Coca/Cocaine, Crime

Peruvian municipal police chief arrested for drug trafficking

The police chief from the city of La Mar, capital of San Miguel province in Ayacucho department, was arrested Sunday night after he was allegedly caught transporting 25 kilograms, or 55 pounds, of cocaine paste. According to daily La República, Captain Pedro Guzmán Ayma had wrapped the paste in 59 packages and hid it in a box in his police vehicle. An AKM rifle and numerous pistols were also seized.

Guzmán and three accomplices were reportedly about 10 kilometers, or about 6 miles, outside of Ayacucho when police officers confronted them. Guzmán opened fire on the police, causing a shootout that left one of his accomplices, a known drug trafficker, injured, local media reported.

The men were allegedly traveling to Ayacucho from the Apurímac and Ene river valleys, VRAE, where more than 30 percent of Peru’s coca, the raw material used to make cocaine, is cultivated, according to the 2007 UN World Drug Report.
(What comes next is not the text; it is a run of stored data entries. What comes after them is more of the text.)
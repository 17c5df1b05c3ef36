//! Background tasks and scheduled jobs.
//!
//! Each submodule provides a long-running async function intended to be
//! spawned via `tokio::spawn`. All tasks accept a [`CancellationToken`]
//! for graceful shutdown.
//!
//! [`CancellationToken`]: tokio_util::sync::CancellationToken

pub mod media_retention;
//! Request and response payloads for the Vertex AI publisher-model API.
//!
//! Only the fields the pipeline needs are modelled; everything else in the
//! provider's responses is ignored by serde.

use serde::{Deserialize, Serialize};

use genrelay_core::catalog::GenerationSpec;
use genrelay_core::provider::{GeneratedMedia, OperationStatus};
use genrelay_core::types::MediaKind;

/// MIME type assumed for inline images when the provider omits one.
pub const DEFAULT_IMAGE_MIME: &str = "image/png";

/// MIME type assumed for inline videos when the provider omits one.
pub const DEFAULT_VIDEO_MIME: &str = "video/mp4";

// ---------------------------------------------------------------------------
// Requests
// ---------------------------------------------------------------------------

#[derive(Debug, Serialize)]
pub struct PredictRequest {
    pub instances: Vec<PromptInstance>,
    pub parameters: PredictParameters,
}

#[derive(Debug, Serialize)]
pub struct PromptInstance {
    pub prompt: String,
}

#[derive(Debug, Serialize)]
#[serde(rename_all = "camelCase")]
pub struct PredictParameters {
    pub sample_count: u32,
    pub aspect_ratio: String,
    #[serde(skip_serializing_if = "Option::is_none")]
    pub duration_seconds: Option<u32>,
    #[serde(skip_serializing_if = "Option::is_none")]
    pub generate_audio: Option<bool>,
    #[serde(skip_serializing_if = "Option::is_none")]
    pub resolution: Option<String>,
}

impl PredictRequest {
    /// Build the request body for a validated generation spec.
    pub fn from_spec(spec: &GenerationSpec) -> Self {
        let video = spec.model.kind == MediaKind::Video;
        Self {
            instances: vec![PromptInstance {
                prompt: spec.prompt.clone(),
            }],
            parameters: PredictParameters {
                sample_count: 1,
                aspect_ratio: spec.aspect_ratio.clone(),
                duration_seconds: if video { spec.model.duration_secs } else { None },
                generate_audio: (video && spec.model.audio).then_some(true),
                resolution: if video { spec.resolution.clone() } else { None },
            },
        }
    }
}

#[derive(Debug, Serialize)]
#[serde(rename_all = "camelCase")]
pub struct FetchOperationRequest<'a> {
    pub operation_name: &'a str,
}

// ---------------------------------------------------------------------------
// Responses
// ---------------------------------------------------------------------------

/// Output entry as returned in `predictions[]` or `response.videos[]`.
#[derive(Debug, Default, Deserialize)]
#[serde(rename_all = "camelCase")]
pub struct MediaEntry {
    pub bytes_base64_encoded: Option<String>,
    pub mime_type: Option<String>,
    pub gcs_uri: Option<String>,
    pub gcs_output_directory: Option<String>,
}

impl MediaEntry {
    fn into_media(self, default_mime: &str) -> GeneratedMedia {
        if let Some(data) = self.bytes_base64_encoded.filter(|d| !d.is_empty()) {
            return GeneratedMedia::Inline {
                data_base64: data,
                mime_type: self.mime_type.unwrap_or_else(|| default_mime.to_string()),
            };
        }
        match self.gcs_uri.or(self.gcs_output_directory) {
            Some(uri) => GeneratedMedia::Remote { uri },
            None => GeneratedMedia::Missing,
        }
    }
}

/// Response of the synchronous `:predict` call.
#[derive(Debug, Default, Deserialize)]
pub struct PredictResponse {
    #[serde(default)]
    pub predictions: Vec<MediaEntry>,
}

impl PredictResponse {
    /// First prediction, as generated media.
    pub fn into_media(self) -> GeneratedMedia {
        self.predictions
            .into_iter()
            .next()
            .map(|entry| entry.into_media(DEFAULT_IMAGE_MIME))
            .unwrap_or(GeneratedMedia::Missing)
    }
}

/// Response of `:predictLongRunning`.
#[derive(Debug, Deserialize)]
pub struct OperationStarted {
    pub name: String,
}

#[derive(Debug, Deserialize)]
pub struct OperationError {
    #[serde(default)]
    pub code: i32,
    #[serde(default)]
    pub message: String,
}

#[derive(Debug, Default, Deserialize)]
pub struct VideoOutput {
    #[serde(default)]
    pub videos: Vec<MediaEntry>,
}

/// Response of `:fetchPredictOperation`.
#[derive(Debug, Default, Deserialize)]
pub struct OperationResponse {
    #[serde(default)]
    pub done: bool,
    pub error: Option<OperationError>,
    pub response: Option<VideoOutput>,
}

impl OperationResponse {
    pub fn into_status(self) -> OperationStatus {
        if !self.done {
            return OperationStatus::Pending;
        }
        if let Some(err) = self.error {
            return OperationStatus::Failed(format!(
                "Operation failed (code {}): {}",
                err.code, err.message
            ));
        }
        let media = self
            .response
            .and_then(|r| r.videos.into_iter().next())
            .map(|entry| entry.into_media(DEFAULT_VIDEO_MIME))
            .unwrap_or(GeneratedMedia::Missing);
        OperationStatus::Done(media)
    }
}
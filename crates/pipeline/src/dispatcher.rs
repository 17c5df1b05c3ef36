//! Generation dispatcher.
//!
//! Validates requests against the model catalog, obtains a credential,
//! makes the initial provider call, and either resolves the job on the spot
//! (images) or hands it to the poller supervisor (videos).

use std::sync::Arc;

use chrono::Utc;

use genrelay_core::catalog::{GenerateRequest, GenerationSpec, ModelCatalog};
use genrelay_core::error::CoreError;
use genrelay_core::job::{Job, JobOutput};
use genrelay_core::provider::{GeneratedMedia, GenerationProvider, TokenSource};
use genrelay_core::types::{new_job_id, BearerToken, MediaKind};

use crate::materializer::MediaMaterializer;
use crate::poller::PollTarget;
use crate::store::JobStore;
use crate::supervisor::PollerSupervisor;

pub struct GenerationDispatcher {
    catalog: Arc<ModelCatalog>,
    provider: Arc<dyn GenerationProvider>,
    tokens: Arc<dyn TokenSource>,
    store: Arc<JobStore>,
    materializer: Arc<MediaMaterializer>,
    supervisor: Arc<PollerSupervisor>,
}

impl GenerationDispatcher {
    pub fn new(
        catalog: Arc<ModelCatalog>,
        provider: Arc<dyn GenerationProvider>,
        tokens: Arc<dyn TokenSource>,
        store: Arc<JobStore>,
        materializer: Arc<MediaMaterializer>,
        supervisor: Arc<PollerSupervisor>,
    ) -> Self {
        Self {
            catalog,
            provider,
            tokens,
            store,
            materializer,
            supervisor,
        }
    }

    pub fn catalog(&self) -> &ModelCatalog {
        &self.catalog
    }

    /// Submit a generation request and return a snapshot of the new job.
    ///
    /// Validation and credential failures are returned as errors and create
    /// no job. Provider failures are recorded on the returned job instead.
    pub async fn submit(&self, request: &GenerateRequest) -> Result<Job, CoreError> {
        let spec = self.catalog.validate(request)?;

        let token = self.tokens.access_token().await.map_err(|e| {
            tracing::warn!(error = %e, "No provider credential available");
            CoreError::Unauthorized(e.to_string())
        })?;

        match spec.model.kind {
            MediaKind::Image => self.submit_image(&spec, &token).await,
            MediaKind::Video => self.submit_video(&spec, token).await,
        }
    }

    async fn submit_image(
        &self,
        spec: &GenerationSpec,
        token: &BearerToken,
    ) -> Result<Job, CoreError> {
        let mut job = Job::new(
            new_job_id(MediaKind::Image),
            MediaKind::Image,
            spec.model.key,
            spec.prompt.clone(),
            Utc::now(),
        );

        // The job is resolved in memory and only then inserted, so nobody
        // ever observes an image job mid-flight.
        let resolution = match self.provider.generate_image(token, spec).await {
            Ok(GeneratedMedia::Inline {
                data_base64,
                mime_type,
            }) => self
                .materializer
                .materialize(&job.id, &data_base64, &mime_type)
                .await
                .map(JobOutput::File)
                .map_err(|e| e.to_string()),
            Ok(GeneratedMedia::Remote { uri }) => Ok(JobOutput::Remote { uri }),
            Ok(GeneratedMedia::Missing) => Err("No image in provider response".to_string()),
            Err(e) => Err(format!("Image generation failed: {e}")),
        };

        let now = Utc::now();
        match resolution {
            Ok(output) => job.complete(output, now)?,
            Err(detail) => {
                tracing::warn!(job_id = %job.id, model = spec.model.key, detail = %detail, "Image job failed");
                job.fail(detail, now)?;
            }
        }

        self.store.put(job.clone()).await?;
        tracing::info!(job_id = %job.id, model = spec.model.key, status = %job.status, "Image job recorded");
        Ok(job)
    }

    async fn submit_video(
        &self,
        spec: &GenerationSpec,
        token: BearerToken,
    ) -> Result<Job, CoreError> {
        let job = Job::new(
            new_job_id(MediaKind::Video),
            MediaKind::Video,
            spec.model.key,
            spec.prompt.clone(),
            Utc::now(),
        );

        let handle = match self.provider.start_video(&token, spec).await {
            Ok(handle) => handle,
            Err(e) => {
                let mut job = job;
                job.fail(format!("Failed to start video generation: {e}"), Utc::now())?;
                tracing::warn!(job_id = %job.id, model = spec.model.key, error = %e, "Video start failed");
                self.store.put(job.clone()).await?;
                return Ok(job);
            }
        };

        let job = job.with_operation(handle.clone());
        self.store.put(job.clone()).await?;

        let target = PollTarget {
            job_id: job.id.clone(),
            model_id: spec.model.model_id.to_string(),
            handle,
            token,
        };
        if let Err(e) = self.supervisor.spawn(target).await {
            // Without a poller the job would sit in `processing` forever.
            let detail = format!("Could not schedule polling: {e}");
            self.store
                .transition(&job.id, |j| j.fail(detail, Utc::now()))
                .await?;
            return self.store.get(&job.id).await;
        }

        tracing::info!(job_id = %job.id, model = spec.model.key, "Video job submitted");
        Ok(job)
    }
}
pub mod generation;
pub mod jobs;
pub mod models;
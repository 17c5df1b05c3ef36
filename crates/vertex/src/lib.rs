//! Vertex AI client library.
//!
//! Provides the HTTP implementation of the generation provider (Imagen
//! predictions, Veo long-running operations), the provider payload types,
//! and an OAuth refresh-token credential source.

pub mod api;
pub mod auth;
pub mod messages;

pub use api::{VertexClient, VertexConfig};
pub use auth::{OAuthCredentials, OAuthTokenSource};
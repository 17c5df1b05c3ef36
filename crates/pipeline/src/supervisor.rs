//! Supervised poller tasks.
//!
//! [`PollerSupervisor`] owns every background poller. It refuses a second
//! poller for a job that already has one, can cancel a single job's poller,
//! and at shutdown cancels all of them and waits for each to record its
//! final state.

use std::collections::HashMap;
use std::sync::Arc;
use std::time::Duration;

use tokio::sync::RwLock;
use tokio_util::sync::CancellationToken;

use genrelay_core::error::CoreError;

use crate::poller::{OperationPoller, PollTarget};

/// Internal bookkeeping for one running poller.
struct ManagedPoller {
    task_handle: tokio::task::JoinHandle<()>,
    /// Per-job cancellation token (child of the master token).
    cancel: CancellationToken,
}

pub struct PollerSupervisor {
    poller: OperationPoller,
    /// Running pollers indexed by job id.
    active: Arc<RwLock<HashMap<String, ManagedPoller>>>,
    /// Master cancellation token, cancelled during shutdown.
    cancel: CancellationToken,
}

impl PollerSupervisor {
    pub fn new(poller: OperationPoller) -> Self {
        Self {
            poller,
            active: Arc::new(RwLock::new(HashMap::new())),
            cancel: CancellationToken::new(),
        }
    }

    /// Launch the poller for `target.job_id`.
    ///
    /// Fails with `Conflict` if that job already has a running poller or the
    /// supervisor is shutting down.
    pub async fn spawn(&self, target: PollTarget) -> Result<(), CoreError> {
        if self.cancel.is_cancelled() {
            return Err(CoreError::Conflict(
                "Poller supervisor is shutting down".into(),
            ));
        }

        let mut active = self.active.write().await;
        if active.contains_key(&target.job_id) {
            return Err(CoreError::Conflict(format!(
                "Job {} already has a running poller",
                target.job_id
            )));
        }

        let job_id = target.job_id.clone();
        let cancel = self.cancel.child_token();
        let task_cancel = cancel.clone();
        let poller = self.poller.clone();
        let registry = Arc::clone(&self.active);
        let task_job_id = job_id.clone();

        // The registry write lock is held until the entry is inserted, so the
        // task's own removal below always runs after it.
        let task_handle = tokio::spawn(async move {
            poller.run(target, task_cancel).await;
            registry.write().await.remove(&task_job_id);
        });

        active.insert(
            job_id.clone(),
            ManagedPoller {
                task_handle,
                cancel,
            },
        );
        tracing::debug!(job_id = %job_id, active = active.len(), "Poller spawned");
        Ok(())
    }

    /// Ask the poller of `job_id` to stop. The job ends in `error`.
    pub async fn cancel(&self, job_id: &str) -> Result<(), CoreError> {
        let active = self.active.read().await;
        let managed = active.get(job_id).ok_or_else(|| CoreError::NotFound {
            entity: "Poller",
            id: job_id.to_string(),
        })?;
        managed.cancel.cancel();
        tracing::info!(job_id, "Poller cancellation requested");
        Ok(())
    }

    pub async fn is_active(&self, job_id: &str) -> bool {
        self.active.read().await.contains_key(job_id)
    }

    pub async fn active_count(&self) -> usize {
        self.active.read().await.len()
    }

    /// Cancel every poller and wait, up to `timeout` in total, for them to
    /// record their final state. Pollers still running at the deadline are
    /// aborted.
    pub async fn shutdown(&self, timeout: Duration) {
        tracing::info!("Shutting down poller supervisor");
        self.cancel.cancel();

        let deadline = tokio::time::Instant::now() + timeout;
        let drained: Vec<(String, ManagedPoller)> = self.active.write().await.drain().collect();
        for (job_id, mut managed) in drained {
            managed.cancel.cancel();
            if tokio::time::timeout_at(deadline, &mut managed.task_handle)
                .await
                .is_err()
            {
                tracing::warn!(job_id = %job_id, "Poller did not stop in time, aborting");
                managed.task_handle.abort();
            }
        }

        tracing::info!("Poller supervisor shut down complete");
    }
}

#[cfg(test)]
mod tests {
    use assert_matches::assert_matches;
    use chrono::Utc;
    use genrelay_core::job::{Job, JobStatus, OperationHandle};
    use genrelay_core::provider::{GeneratedMedia, OperationStatus};
    use genrelay_core::types::{BearerToken, MediaKind};

    use super::*;
    use crate::materializer::MediaMaterializer;
    use crate::poller::PollConfig;
    use crate::store::JobStore;
    use crate::testing::ScriptedProvider;

    async fn setup(interval: Duration) -> (Arc<JobStore>, Arc<ScriptedProvider>, PollerSupervisor) {
        let store = Arc::new(JobStore::new());
        let provider = Arc::new(ScriptedProvider::new());
        let poller = OperationPoller::new(
            Arc::clone(&store),
            provider.clone(),
            Arc::new(MediaMaterializer::new(std::env::temp_dir())),
            PollConfig {
                interval,
                max_attempts: 30,
                ..PollConfig::default()
            },
        );
        (store, provider, PollerSupervisor::new(poller))
    }

    async fn put_job(store: &JobStore, id: &str) -> PollTarget {
        store
            .put(
                Job::new(id.into(), MediaKind::Video, "veo3", "waves", Utc::now())
                    .with_operation(OperationHandle("ops/1".into())),
            )
            .await
            .unwrap();
        PollTarget {
            job_id: id.into(),
            model_id: "veo-3.0-generate-001".into(),
            handle: OperationHandle("ops/1".into()),
            token: BearerToken::new("t"),
        }
    }

    async fn wait_until_idle(supervisor: &PollerSupervisor) {
        tokio::time::timeout(Duration::from_secs(5), async {
            while supervisor.active_count().await > 0 {
                tokio::time::sleep(Duration::from_millis(2)).await;
            }
        })
        .await
        .expect("pollers should finish");
    }

    #[tokio::test]
    async fn second_poller_for_same_job_is_refused() {
        let (store, _provider, supervisor) = setup(Duration::from_secs(3600)).await;
        let target = put_job(&store, "vid_1").await;

        supervisor.spawn(target.clone()).await.unwrap();
        assert_matches!(
            supervisor.spawn(target).await,
            Err(CoreError::Conflict(_))
        );
        assert_eq!(supervisor.active_count().await, 1);

        supervisor.shutdown(Duration::from_secs(5)).await;
    }

    #[tokio::test]
    async fn finished_pollers_leave_the_registry() {
        let (store, provider, supervisor) = setup(Duration::from_millis(1)).await;
        provider.push_poll(Ok(OperationStatus::Done(GeneratedMedia::Missing)));
        let target = put_job(&store, "vid_1").await;

        supervisor.spawn(target).await.unwrap();
        wait_until_idle(&supervisor).await;

        assert!(!supervisor.is_active("vid_1").await);
        assert_eq!(
            store.get("vid_1").await.unwrap().status,
            JobStatus::Completed
        );
    }

    #[tokio::test]
    async fn cancel_stops_a_single_poller() {
        let (store, _provider, supervisor) = setup(Duration::from_secs(3600)).await;
        let first = put_job(&store, "vid_1").await;
        let second = put_job(&store, "vid_2").await;
        supervisor.spawn(first).await.unwrap();
        supervisor.spawn(second).await.unwrap();

        supervisor.cancel("vid_1").await.unwrap();
        tokio::time::timeout(Duration::from_secs(5), async {
            while supervisor.is_active("vid_1").await {
                tokio::time::sleep(Duration::from_millis(2)).await;
            }
        })
        .await
        .unwrap();

        assert_eq!(store.get("vid_1").await.unwrap().status, JobStatus::Error);
        assert_eq!(
            store.get("vid_2").await.unwrap().status,
            JobStatus::Processing
        );

        supervisor.shutdown(Duration::from_secs(5)).await;
    }

    #[tokio::test]
    async fn cancel_unknown_job_is_not_found() {
        let (_store, _provider, supervisor) = setup(Duration::from_secs(1)).await;
        assert_matches!(
            supervisor.cancel("vid_none").await,
            Err(CoreError::NotFound { entity: "Poller", .. })
        );
    }

    #[tokio::test]
    async fn shutdown_wait_is_bounded_in_total() {
        let (_store, _provider, supervisor) = setup(Duration::from_secs(1)).await;
        {
            let mut active = supervisor.active.write().await;
            for i in 0..3 {
                // Tasks that ignore cancellation.
                active.insert(
                    format!("vid_stuck_{i}"),
                    ManagedPoller {
                        task_handle: tokio::spawn(tokio::time::sleep(Duration::from_secs(3600))),
                        cancel: CancellationToken::new(),
                    },
                );
            }
        }

        let started = std::time::Instant::now();
        supervisor.shutdown(Duration::from_millis(300)).await;
        let elapsed = started.elapsed();

        assert!(elapsed < Duration::from_millis(800), "took {elapsed:?}");
        assert_eq!(supervisor.active_count().await, 0);
    }

    #[tokio::test]
    async fn shutdown_records_terminal_state_and_refuses_new_work() {
        let (store, _provider, supervisor) = setup(Duration::from_secs(3600)).await;
        let target = put_job(&store, "vid_1").await;
        supervisor.spawn(target).await.unwrap();

        supervisor.shutdown(Duration::from_secs(5)).await;

        let job = store.get("vid_1").await.unwrap();
        assert_eq!(job.status, JobStatus::Error);
        assert!(job.error_detail.unwrap().contains("cancelled"));
        assert_eq!(supervisor.active_count().await, 0);

        let late = put_job(&store, "vid_2").await;
        assert_matches!(supervisor.spawn(late).await, Err(CoreError::Conflict(_)));
    }
}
The UN report added that the 2006 farm-gate value of cocaine paste was $879 per kilogram in Colombia, where much of the Peruvian paste is sent and manufactured into cocaine.

Guzmán is not the first public official implicated in the drug trade, which is a multi-billion dollar business. “Authorities don’t do anything to control drug trafficking, which has been able to bribe lots of the authorities in the coca growing areas” said former Interior Minister Fernando Rospigliosi.

In a November Enlace Nacional interview, Rospigliosi said the drug trade “has a tremendous corruption potential. It doesn’t work to only send police, you need to have a system of control to watch the police.” He added “because if you don’t, they will be corrupted by the drug traffickers.”

Rospigliosi’s comments followed the first of three attacks on police, which left seven officers dead between November and December last year. The attacks are thought to be attributed to remnants of the Shining Path insurgency, who are now employed by drug traffickers.